As many of you know, some books about this topic have been written. I've seen questions that are of historic value, and/or discussions about them. Some include:
This query shows some additional results, too.
The open/closed ratio of interview questions suggests that it's off-topic. However, if you look at the questions themselves, those that have been closed are often asking what to expect during an interview, rather than having an actual question/problem and its answer.
My thought was that, if a single post meant to be a collection of interview questions and their answers existed, it'd be:
- More immediately accessible than a book
- Less prone to become outdated like a book
- More informative regarding how question trends change, if any exist at all
The goal was to have the community post interview questions they're familiar with, provide an answer to the problem, and explain the answer in detail for it to be useful.

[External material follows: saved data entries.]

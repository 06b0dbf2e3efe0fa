//! The `{status, message, data}` envelope every dashboard endpoint returns.

use serde::{de::DeserializeOwned, Deserialize, Serialize};
use serde_json::Value;

use super::ApiError;

const SESSION_EXPIRED_MESSAGE: &str = "Session expired";
const RATE_LIMITED_MESSAGE: &str = "Rate limit exceeded";

#[derive(Debug, Clone, PartialEq, Serialize, Deserialize)]
pub struct ApiResponse<T = Value> {
    #[serde(default)]
    pub status: bool,
    #[serde(default, skip_serializing_if = "Option::is_none")]
    pub message: Option<String>,
    pub data: Option<T>,
}

impl<T> ApiResponse<T> {
    /// A failure produced on the client side.
    pub fn failure(message: impl Into<String>) -> Self {
        Self {
            status: false,
            message: Some(message.into()),
            data: None,
        }
    }

    pub fn session_expired() -> Self {
        Self::failure(SESSION_EXPIRED_MESSAGE)
    }

    pub fn rate_limited() -> Self {
        Self::failure(RATE_LIMITED_MESSAGE)
    }

    pub fn is_success(&self) -> bool {
        self.status
    }

    pub fn message_or<'a>(&'a self, fallback: &'a str) -> &'a str {
        self.message.as_deref().unwrap_or(fallback)
    }
}

impl ApiResponse<Value> {
    /// Decode `data` into `U`, turning a `status: false` envelope into an error.
    pub fn into_data<U: DeserializeOwned>(self) -> Result<U, ApiError> {
        if !self.status {
            return Err(ApiError::Rejected(
                self.message.unwrap_or_else(|| "Request failed".to_string()),
            ));
        }
        serde_json::from_value(self.data.unwrap_or(Value::Null))
            .map_err(|e| ApiError::InvalidResponse(format!("Unexpected data shape: {}", e)))
    }
}

#[cfg(test)]
mod tests {
    use super::*;

    #[test]
    fn test_parse_envelope_without_optional_fields() {
        let resp: ApiResponse = serde_json::from_str(r#"{"status": true}"#).expect("parse envelope");
        assert!(resp.is_success());
        assert_eq!(resp.message, None);
        assert_eq!(resp.data, None);

        let resp: ApiResponse = serde_json::from_str(r#"{"data": null}"#).expect("parse envelope");
        assert!(!resp.status);
    }

    #[test]
    fn test_failure_payloads() {
        let expired: ApiResponse = ApiResponse::session_expired();
        assert!(!expired.status);
        assert_eq!(expired.message_or(""), "Session expired");

        let limited: ApiResponse = ApiResponse::rate_limited();
        assert_eq!(limited.message_or(""), "Rate limit exceeded");
    }

    #[test]
    fn test_into_data() {
        let resp: ApiResponse =
            serde_json::from_str(r#"{"status": true, "data": {"n": 3}}"#).expect("parse envelope");
        let data: std::collections::HashMap<String, u32> = resp.into_data().expect("decode data");
        assert_eq!(data["n"], 3);

        let rejected: ApiResponse = ApiResponse::failure("Peer not found");
        let err = rejected.into_data::<Value>().unwrap_err();
        assert_eq!(err.to_string(), "Request rejected: Peer not found");
    }
}
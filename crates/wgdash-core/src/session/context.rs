//! Session state shared by every request made through one client.
//!
//! `SessionContext` owns the cached CSRF token, the session-expired flag and
//! the interval registry. It is passed to the `ApiClient` explicitly, so two
//! clients built over two contexts never see each other's session.

use std::future::Future;
use std::sync::atomic::{AtomicBool, AtomicU64, Ordering};
use std::sync::{Mutex, MutexGuard};
use std::time::Duration;

use futures::future::{BoxFuture, FutureExt, Shared};
use tokio::time::{Instant, MissedTickBehavior};
use tracing::{debug, warn};

use super::intervals::{IntervalHandle, IntervalId, IntervalRegistry};

/// A token fetch that any number of callers can await.
pub(crate) type TokenFetch = Shared<BoxFuture<'static, Option<String>>>;

struct PendingFetch {
    generation: u64,
    fetch: TokenFetch,
}

#[derive(Default)]
pub struct SessionContext {
    expired: AtomicBool,
    token: Mutex<Option<String>>,
    pending: Mutex<Option<PendingFetch>>,
    fetch_generation: AtomicU64,
    intervals: IntervalRegistry,
}

impl SessionContext {
    pub fn new() -> Self {
        Self::default()
    }

    // ===== Session-expired flag =====

    pub fn is_expired(&self) -> bool {
        self.expired.load(Ordering::SeqCst)
    }

    /// Mark the session expired and stop every registered interval.
    ///
    /// Only the first call while the session is live does anything; later
    /// calls return `false` without touching the registry.
    pub fn handle_session_expiration(&self) -> bool {
        if self
            .expired
            .compare_exchange(false, true, Ordering::SeqCst, Ordering::SeqCst)
            .is_err()
        {
            return false;
        }

        *self.pending_slot() = None;
        *self.token_slot() = None;
        let stopped = self.intervals.stop_all();
        warn!(stopped_intervals = stopped, "Session expired, background polling stopped");
        true
    }

    /// Clear the expired flag after a successful sign-in.
    pub fn reset_session_expired(&self) {
        if self.expired.swap(false, Ordering::SeqCst) {
            debug!("Session expired flag reset");
        }
    }

    // ===== CSRF token =====

    pub fn token(&self) -> Option<String> {
        self.token_slot().clone()
    }

    pub fn set_token(&self, token: String) {
        *self.token_slot() = Some(token);
    }

    /// Drop the cached token and forget any fetch in flight.
    pub fn clear_token(&self) {
        *self.token_slot() = None;
        *self.pending_slot() = None;
    }

    /// Join the fetch in flight, or start one with `start`.
    ///
    /// `start` receives the generation of the new fetch, which the fetch must
    /// pass back to `complete_token_fetch` when done.
    pub(crate) fn join_or_start_token_fetch<F>(&self, start: F) -> TokenFetch
    where
        F: FnOnce(u64) -> BoxFuture<'static, Option<String>>,
    {
        let mut pending = self.pending_slot();
        if let Some(ref in_flight) = *pending {
            debug!("Joining CSRF token fetch in flight");
            return in_flight.fetch.clone();
        }

        let generation = self.fetch_generation.fetch_add(1, Ordering::SeqCst) + 1;
        let fetch = start(generation).shared();
        *pending = Some(PendingFetch {
            generation,
            fetch: fetch.clone(),
        });
        fetch
    }

    /// Release the single-flight slot and cache `token`.
    ///
    /// Returns `false` and leaves the cache alone when the fetch was dropped
    /// (cleared, refreshed or expired) or a newer fetch owns the slot.
    pub(crate) fn complete_token_fetch(&self, generation: u64, token: Option<String>) -> bool {
        let mut pending = self.pending_slot();
        if pending.as_ref().map(|p| p.generation) != Some(generation) || self.is_expired() {
            return false;
        }
        *pending = None;
        // Written under the slot lock so a concurrent clear cannot interleave
        *self.token_slot() = token;
        true
    }

    // ===== Intervals =====

    pub fn intervals(&self) -> &IntervalRegistry {
        &self.intervals
    }

    /// Track a recurring timer. A handle registered after the session expired
    /// is cancelled straight away and never stays in the set.
    pub fn register_interval(&self, handle: IntervalHandle) -> IntervalId {
        let id = self.intervals.register(handle);
        if self.is_expired() {
            debug!(interval = %id, "Session already expired, cancelling new interval");
            self.intervals.stop(id);
        }
        id
    }

    pub fn unregister_interval(&self, id: IntervalId) -> bool {
        self.intervals.unregister(id)
    }

    pub fn stop_interval(&self, id: IntervalId) -> bool {
        self.intervals.stop(id)
    }

    pub fn stop_all_intervals(&self) -> usize {
        self.intervals.stop_all()
    }

    /// Register cleanup for recurring work owned outside the registry.
    pub fn register_cleanup_hook<F>(&self, hook: F)
    where
        F: Fn() + Send + Sync + 'static,
    {
        self.intervals.add_cleanup_hook(hook);
    }

    /// Spawn a poll that runs `task` every `period` and register it.
    ///
    /// The first run happens one period after the call. Must be called from
    /// within a tokio runtime.
    pub fn spawn_polling<F, Fut>(&self, period: Duration, mut task: F) -> IntervalId
    where
        F: FnMut() -> Fut + Send + 'static,
        Fut: Future<Output = ()> + Send + 'static,
    {
        let join = tokio::spawn(async move {
            let mut ticker = tokio::time::interval_at(Instant::now() + period, period);
            ticker.set_missed_tick_behavior(MissedTickBehavior::Skip);
            loop {
                ticker.tick().await;
                task().await;
            }
        });
        self.register_interval(IntervalHandle::from_abort(join.abort_handle()))
    }

    fn token_slot(&self) -> MutexGuard<'_, Option<String>> {
        self.token.lock().unwrap_or_else(|e| e.into_inner())
    }

    fn pending_slot(&self) -> MutexGuard<'_, Option<PendingFetch>> {
        self.pending.lock().unwrap_or_else(|e| e.into_inner())
    }
}

impl std::fmt::Debug for SessionContext {
    fn fmt(&self, f: &mut std::fmt::Formatter<'_>) -> std::fmt::Result {
        f.debug_struct("SessionContext")
            .field("expired", &self.is_expired())
            .field("has_token", &self.token_slot().is_some())
            .field("intervals", &self.intervals)
            .finish()
    }
}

Given the site's encouragement to share our own knowledge, the fact that we'd be looking at specific problems, and providing actual solutions, suggests to me that this could be considered on-topic.
A potential format for each post could be something like:
The Problem Statement
Problem statement here
What the Problem Statement Seeks to Show
Offer an explanation of what the problem statement actually means or supposed to prove about the candidate being interviewed.
An Answer and/or Solution
This is my solution to the problem above, including code if necessary.
An Explanation of the Answer and/or Solution
This is my explanation of why my solution is correct
While I, personally, don't think interview questions are necessarily an accurate and/or reasonable representation of a candidate's capabilities or lack thereof (e.g. nerves have gotten the better of me in past interviews), discussing whether interview questions prove and/or show what they supposedly prove and/or show is different and not the intention of the posts, b/c it's too opinionated.
If posting such a question in SE.SE is off-topic, is there a way in which it can be worded/proposed so that it is on-topic? If not, is there another SE site where it would be on-topic without much dispute?